The importance of postpartum weight loss and whether breastfeeding plays a role recognizes the newest research in this arena. The concept of fetal origins of adult disease has also been clearly summarized, indicating that intrauterine nutrition had a much more important role in long-term health of the unborn than we have previously understood. Pregnancy-related food-borne illness and pathogens are discussed, including a succinct description of the risk of mercury poisoning, Toxoplasmosis, Listeriosis, as well as Salmonellosis, the 4 most common types of food-related risks in pregnancy. Practical suggestions on how to reduce these risks are provided to help the readers answer any questions for women in their care. Bisphenol A (BPA) had become a “hot” public health topic because of its pseudo-estrogenic activity. The authors provided a brief review of the effects of BPA in pregnancy and advise pregnant women to avoid exposure.
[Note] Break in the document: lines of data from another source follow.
// https://www.rfc-editor.org/rfc/rfc3501 - IMAP4rev1
// https://www.rfc-editor.org/rfc/rfc4315 - [...] UIDPLUS extension
// https://www.rfc-editor.org/rfc/rfc5321 - Simple Mail Transfer Protocol
// https://www.rfc-editor.org/rfc/rfc5322 - Internet Message Format

#![allow(clippy::upper_case_acronyms)]

pub mod acceptor;
pub mod config;
pub mod error;
pub mod groomer;
mod idset;
mod mac;
mod misp;
mod registry;
mod sanitizer;
pub mod session;
mod tls;
mod transport;
mod upstream;

pub use config::{Arguments, Config};
pub use groomer::{EchoGroomer, Groom};

/// Binds the listener from `config` and runs the acceptor loop (SPEC_FULL.md §4.7) until
/// `SIGINT`/Ctrl-C. `groomer_factory` is invoked once per accepted session (SPEC_FULL.md §9
/// "Groomer plug-point") so each session gets its own collaborator instance.
pub fn run(config: Config, groomer_factory: impl Fn() -> Box<dyn Groom> + Send + Sync + 'static) -> anyhow::Result<()> {
  acceptor::run(config, groomer_factory)
}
Due to the rapid growth of the fetus, micronutrient requirements in pregnancy increase dramatically, and supplementation is usually recommended to help pregnant women meet the increased needs. The authors provide an excellent summary of the implications and potential risks of supplementation of folic acid, iron, vitamin D, iodine, vitamin A, and docosahexaenoic acid. To complete this comprehensive review, the effects of smoking, alcohol, and caffeine in pregnancy; herbal medications; as well as the benefits of exercise and information related to nutritional requirements in special situations such as multiple pregnancy, vegetarianism, and the newly minted eating disorder “pregorexia” are also discussed.
As nicely concluded by Harvey and Ricciotti 1 in their review, “Pregnancy is a time of dynamic physiological change and development.” Their review is a valuable and informative document for doctors and health care providers managing the nutritional needs of healthy pregnant women.